=== Section Start ===

//! Builder for configuring rule sets.

use crate::builder::error::BuildError;
use crate::builder::segments::IntoSegments;
use crate::core::Pattern;
use crate::dispatch::{HandlerFn, HookFn, Mutations, Rule, RuleSet};
use serde_json::Value;
use std::sync::Arc;
use tracing::debug;

/// Build-time surface of a rule set.
///
/// Handed to the callback of [`crate::dispatch::Handler::build`] or
/// [`crate::dispatch::Middleware::build`]. `C` is the run context the
/// registered handlers and hooks receive.
pub struct RuleSetBuilder<C> {
    namespace: Vec<Pattern>,
    before: Vec<HookFn<C>>,
    after: Vec<HookFn<C>>,
    rules: Vec<Rule<C>>,
    fallback: Option<HandlerFn<C>>,
    initial_state: Option<Value>,
}

impl<C: 'static> RuleSetBuilder<C> {
    /// Create an empty builder.
    pub fn new() -> Self {
        Self {
            namespace: Vec::new(),
            before: Vec::new(),
            after: Vec::new(),
            rules: Vec::new(),
            fallback: None,
            initial_state: None,
        }
    }

    /// Prefix every rule declared afterwards with `segments`.
    /// Repeated calls accumulate.
    pub fn namespace(mut self, segments: impl IntoSegments) -> Self {
        self.namespace.extend(segments.into_segments());
        self
    }

    /// Replace the current namespace with `remap(namespace)`.
    pub fn namespace_with<F>(mut self, remap: F) -> Self
    where
        F: FnOnce(Vec<Pattern>) -> Vec<Pattern>,
    {
        self.namespace = remap(std::mem::take(&mut self.namespace));
        self
    }

    /// Add a rule matching `namespace ++ segments`.
    pub fn on<P, F>(self, segments: P, handler: F) -> Self
    where
        P: IntoSegments,
        F: Fn(&mut C, &[Value]) + Send + Sync + 'static,
    {
        self.push_rule(None, segments, Arc::new(handler))
    }

    /// Add a rule that additionally requires the state to match `guard`.
    pub fn on_state<G, P, F>(self, guard: G, segments: P, handler: F) -> Self
    where
        G: Into<Pattern>,
        P: IntoSegments,
        F: Fn(&mut C, &[Value]) + Send + Sync + 'static,
    {
        self.push_rule(Some(guard.into()), segments, Arc::new(handler))
    }

    fn push_rule<P: IntoSegments>(
        mut self,
        state_guard: Option<Pattern>,
        segments: P,
        handler: HandlerFn<C>,
    ) -> Self {
        let mut pattern = self.namespace.clone();
        pattern.extend(segments.into_segments());
        self.rules.push(Rule {
            pattern,
            state_guard,
            handler,
        });
        self
    }

    /// Run `hook` before the handler of every matched rule.
    pub fn before_each<F>(mut self, hook: F) -> Self
    where
        F: Fn(&mut C) + Send + Sync + 'static,
    {
        self.before.push(Arc::new(hook));
        self
    }

    /// Run `hook` after the handler of every matched rule.
    pub fn after_each<F>(mut self, hook: F) -> Self
    where
        F: Fn(&mut C) + Send + Sync + 'static,
    {
        self.after.push(Arc::new(hook));
        self
    }

    /// Register the handler run when no rule matches.
    /// It receives every argument of the action.
    pub fn otherwise<F>(mut self, handler: F) -> Result<Self, BuildError>
    where
        F: Fn(&mut C, &[Value]) + Send + Sync + 'static,
    {
        if self.fallback.is_some() {
            return Err(BuildError::DuplicateFallback);
        }
        self.fallback = Some(Arc::new(handler));
        Ok(self)
    }

    pub(crate) fn finish(self) -> (RuleSet<C>, Option<Value>) {
        debug!(
            rules = self.rules.len(),
            before = self.before.len(),
            after = self.after.len(),
            fallback = self.fallback.is_some(),
            "rule set built"
        );
        let rules = RuleSet {
            rules: self.rules,
            before: self.before,
            after: self.after,
            fallback: self.fallback,
        };
        (rules, self.initial_state)
    }
}

impl RuleSetBuilder<Mutations> {
    /// For each key, add a rule `(key, _)` assigning the argument to `key`.
    pub fn setter<I, K>(self, keys: I) -> Self
    where
        I: IntoIterator<Item = K>,
        K: Into<String>,
    {
        keys.into_iter().fold(self, |builder, key| {
            let key: String = key.into();
            let field = key.clone();
            builder.on((key, Pattern::any()), move |m, args| {
                let value = args.first().cloned().unwrap_or(Value::Null);
                m.set(field.clone(), value);
            })
        })
    }

    /// Set the state used when a run starts without one.
    pub fn init_state(mut self, state: impl Into<Value>) -> Result<Self, BuildError> {
        if self.initial_state.is_some() {
            return Err(BuildError::DuplicateInitialState);
        }
        self.initial_state = Some(state.into());
        Ok(self)
    }
}

impl<C: 'static> Default for RuleSetBuilder<C> {
    fn default() -> Self {
        Self::new()
    }
}

#[cfg(test)]
mod tests {
    use super::*;
    use crate::call;
    use crate::dispatch::Forwarding;
    use serde_json::json;

    #[test]
    fn otherwise_can_only_be_registered_once() {
        let result = RuleSetBuilder::<Mutations>::new()
            .otherwise(|_, _| {})
            .and_then(|b| b.otherwise(|_, _| {}));

        assert!(matches!(result, Err(BuildError::DuplicateFallback)));
    }

    #[test]
    fn init_state_can_only_be_set_once() {
        let result = RuleSetBuilder::<Mutations>::new()
            .init_state(json!({}))
            .and_then(|b| b.init_state(json!({ "again": true })));

        assert!(matches!(result, Err(BuildError::DuplicateInitialState)));
    }

    #[test]
    fn first_registration_succeeds() {
        assert!(RuleSetBuilder::<Forwarding>::new()
            .otherwise(|_, _| {})
            .is_ok());
        assert!(RuleSetBuilder::<Mutations>::new()
            .init_state(Value::Null)
            .is_ok());
    }

    #[test]
    fn namespace_prefixes_later_rules_only() {
        let (rules, _) = RuleSetBuilder::<Mutations>::new()
            .on("bare", |_, _| {})
            .namespace("counter")
            .on("increment", |_, _| {})
            .namespace(("nested", "deeper"))
            .on("reset", |_, _| {})
            .finish();

        let lengths: Vec<usize> = rules.rules().iter().map(|r| r.pattern.len()).collect();
        assert_eq!(lengths, vec![1, 2, 4]);

        let state = Value::Null;
        assert!(rules.rules()[1].can_fire(&call!["counter", "increment"], &state));
        assert!(!rules.rules()[1].can_fire(&call!["increment"], &state));
        assert!(rules.rules()[2].can_fire(&call!["counter", "nested", "deeper", "reset"], &state));
    }

    #[test]
    fn namespace_with_remaps_the_prefix() {
        let (rules, _) = RuleSetBuilder::<Mutations>::new()
            .namespace(("app", "counter"))
            .namespace_with(|mut ns| {
                ns.remove(0);
                ns
            })
            .on("increment", |_, _| {})
            .finish();

        assert!(rules.rules()[0].can_fire(&call!["counter", "increment"], &Value::Null));
    }

    #[test]
    fn setter_declares_one_rule_per_key() {
        let (rules, _) = RuleSetBuilder::<Mutations>::new()
            .setter(["foo", "bar"])
            .finish();

        assert_eq!(rules.rules().len(), 2);
        assert!(rules.rules()[0].can_fire(&call!["foo", 1], &Value::Null));
        assert!(!rules.rules()[0].can_fire(&call!["foo"], &Value::Null));
        assert!(rules.rules()[1].can_fire(&call!["bar", "x"], &Value::Null));
    }

    #[test]
    fn hooks_are_recorded_in_declaration_order() {
        let (rules, _) = RuleSetBuilder::<Vec<u8>>::new()
            .before_each(|log| log.push(1))
            .after_each(|log| log.push(3))
            .before_each(|log| log.push(2))
            .on((), |log, _| log.push(0))
            .finish();

        let mut log = Vec::new();
        rules.apply(&mut log, &call!["anything"], &Value::Null);

        assert_eq!(log, vec![1, 2, 0, 3]);
    }
}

=== Section End ===

TASK TO CARRY OUT -
What's needed is every entry, returned word for word.

EXERCISE ANSWER -
//! Builder for configuring rule sets.

use crate::builder::error::BuildError;
use crate::builder::segments::IntoSegments;
use crate::core::Pattern;
use crate::dispatch::{HandlerFn, HookFn, Mutations, Rule, RuleSet};
use serde_json::Value;
use std::sync::Arc;
use tracing::debug;

/// Build-time surface of a rule set.
///
/// Handed to the callback of [`crate::dispatch::Handler::build`] or
/// [`crate::dispatch::Middleware::build`]. `C` is the run context the
/// registered handlers and hooks receive.
pub struct RuleSetBuilder<C> {
    namespace: Vec<Pattern>,
    before: Vec<HookFn<C>>,
    after: Vec<HookFn<C>>,
    rules: Vec<Rule<C>>,
    fallback: Option<HandlerFn<C>>,
    initial_state: Option<Value>,
}

impl<C: 'static> RuleSetBuilder<C> {
    /// Create an empty builder.
    pub fn new() -> Self {
        Self {
            namespace: Vec::new(),
            before: Vec::new(),
            after: Vec::new(),
            rules: Vec::new(),
            fallback: None,
            initial_state: None,
        }
    }

    /// Prefix every rule declared afterwards with `segments`.
    /// Repeated calls accumulate.
    pub fn namespace(mut self, segments: impl IntoSegments) -> Self {
        self.namespace.extend(segments.into_segments());
        self
    }

    /// Replace the current namespace with `remap(namespace)`.
    pub fn namespace_with<F>(mut self, remap: F) -> Self
    where
        F: FnOnce(Vec<Pattern>) -> Vec<Pattern>,
    {
        self.namespace = remap(std::mem::take(&mut self.namespace));
        self
    }

    /// Add a rule matching `namespace ++ segments`.
    pub fn on<P, F>(self, segments: P, handler: F) -> Self
    where
        P: IntoSegments,
        F: Fn(&mut C, &[Value]) + Send + Sync + 'static,
    {
        self.push_rule(None, segments, Arc::new(handler))
    }

    /// Add a rule that additionally requires the state to match `guard`.
    pub fn on_state<G, P, F>(self, guard: G, segments: P, handler: F) -> Self
    where
        G: Into<Pattern>,
        P: IntoSegments,
        F: Fn(&mut C, &[Value]) + Send + Sync + 'static,
    {
        self.push_rule(Some(guard.into()), segments, Arc::new(handler))
    }

    fn push_rule<P: IntoSegments>(
        mut self,
        state_guard: Option<Pattern>,
        segments: P,
        handler: HandlerFn<C>,
    ) -> Self {
        let mut pattern = self.namespace.clone();
        pattern.extend(segments.into_segments());
        self.rules.push(Rule {
            pattern,
            state_guard,
            handler,
        });
        self
    }

    /// Run `hook` before the handler of every matched rule.
    pub fn before_each<F>(mut self, hook: F) -> Self
    where
        F: Fn(&mut C) + Send + Sync + 'static,
    {
        self.before.push(Arc::new(hook));
        self
    }

    /// Run `hook` after the handler of every matched rule.
    pub fn after_each<F>(mut self, hook: F) -> Self
    where
        F: Fn(&mut C) + Send + Sync + 'static,
    {
        self.after.push(Arc::new(hook));
        self
    }

    /// Register the handler run when no rule matches.
    /// It receives every argument of the action.
    pub fn otherwise<F>(mut self, handler: F) -> Result<Self, BuildError>
    where
        F: Fn(&mut C, &[Value]) + Send + Sync + 'static,
    {
        if self.fallback.is_some() {
            return Err(BuildError::DuplicateFallback);
        }
        self.fallback = Some(Arc::new(handler));
        Ok(self)
    }

    pub(crate) fn finish(self) -> (RuleSet<C>, Option<Value>) {
        debug!(
            rules = self.rules.len(),
            before = self.before.len(),
            after = self.after.len(),
            fallback = self.fallback.is_some(),
            "rule set built"
        );
        let rules = RuleSet {
            rules: self.rules,
            before: self.before,
            after: self.after,
            fallback: self.fallback,
        };
        (rules, self.initial_state)
    }
}

impl RuleSetBuilder<Mutations> {
    /// For each key, add a rule `(key, _)` assigning the argument to `key`.
    pub fn setter<I, K>(self, keys: I) -> Self
    where
        I: IntoIterator<Item = K>,
        K: Into<String>,
    {
        keys.into_iter().fold(self, |builder, key| {
            let key: String = key.into();
            let field = key.clone();
            builder.on((key, Pattern::any()), move |m, args| {
                let value = args.first().cloned().unwrap_or(Value::Null);
                m.set(field.clone(), value);
            })
        })
    }

    /// Set the state used when a run starts without one.
    pub fn init_state(mut self, state: impl Into<Value>) -> Result<Self, BuildError> {
        if self.initial_state.is_some() {
            return Err(BuildError::DuplicateInitialState);
        }
        self.initial_state = Some(state.into());
        Ok(self)
    }
}

impl<C: 'static> Default for RuleSetBuilder<C> {
    fn default() -> Self {
        Self::new()
    }
}

#[cfg(test)]
mod tests {
    use super::*;
    use crate::call;
    use crate::dispatch::Forwarding;
    use serde_json::json;

    #[test]
    fn otherwise_can_only_be_registered_once() {
        let result = RuleSetBuilder::<Mutations>::new()
            .otherwise(|_, _| {})
            .and_then(|b| b.otherwise(|_, _| {}));

        assert!(matches!(result, Err(BuildError::DuplicateFallback)));
    }

    #[test]
    fn init_state_can_only_be_set_once() {
        let result = RuleSetBuilder::<Mutations>::new()
            .init_state(json!({}))
            .and_then(|b| b.init_state(json!({ "again": true })));

        assert!(matches!(result, Err(BuildError::DuplicateInitialState)));
    }

    #[test]
    fn first_registration_succeeds() {
        assert!(RuleSetBuilder::<Forwarding>::new()
            .otherwise(|_, _| {})
            .is_ok());
        assert!(RuleSetBuilder::<Mutations>::new()
            .init_state(Value::Null)
            .is_ok());
    }

    #[test]
    fn namespace_prefixes_later_rules_only() {
        let (rules, _) = RuleSetBuilder::<Mutations>::new()
            .on("bare", |_, _| {})
            .namespace("counter")
            .on("increment", |_, _| {})
            .namespace(("nested", "deeper"))
            .on("reset", |_, _| {})
            .finish();

        let lengths: Vec<usize> = rules.rules().iter().map(|r| r.pattern.len()).collect();
        assert_eq!(lengths, vec![1, 2, 4]);

        let state = Value::Null;
        assert!(rules.rules()[1].can_fire(&call!["counter", "increment"], &state));
        assert!(!rules.rules()[1].can_fire(&call!["increment"], &state));
        assert!(rules.rules()[2].can_fire(&call!["counter", "nested", "deeper", "reset"], &state));
    }

    #[test]
    fn namespace_with_remaps_the_prefix() {
        let (rules, _) = RuleSetBuilder::<Mutations>::new()
            .namespace(("app", "counter"))
            .namespace_with(|mut ns| {
                ns.remove(0);
                ns
            })
            .on("increment", |_, _| {})
            .finish();

        assert!(rules.rules()[0].can_fire(&call!["counter", "increment"], &Value::Null));
    }

    #[test]
    fn setter_declares_one_rule_per_key() {
        let (rules, _) = RuleSetBuilder::<Mutations>::new()
            .setter(["foo", "bar"])
            .finish();

        assert_eq!(rules.rules().len(), 2);
        assert!(rules.rules()[0].can_fire(&call!["foo", 1], &Value::Null));
        assert!(!rules.rules()[0].can_fire(&call!["foo"], &Value::Null));
        assert!(rules.rules()[1].can_fire(&call!["bar", "x"], &Value::Null));
    }

    #[test]
    fn hooks_are_recorded_in_declaration_order() {
        let (rules, _) = RuleSetBuilder::<Vec<u8>>::new()
            .before_each(|log| log.push(1))
            .after_each(|log| log.push(3))
            .before_each(|log| log.push(2))
            .on((), |log, _| log.push(0))
            .finish();

        let mut log = Vec::new();
        rules.apply(&mut log, &call!["anything"], &Value::Null);

        assert_eq!(log, vec![1, 2, 0, 3]);
    }
}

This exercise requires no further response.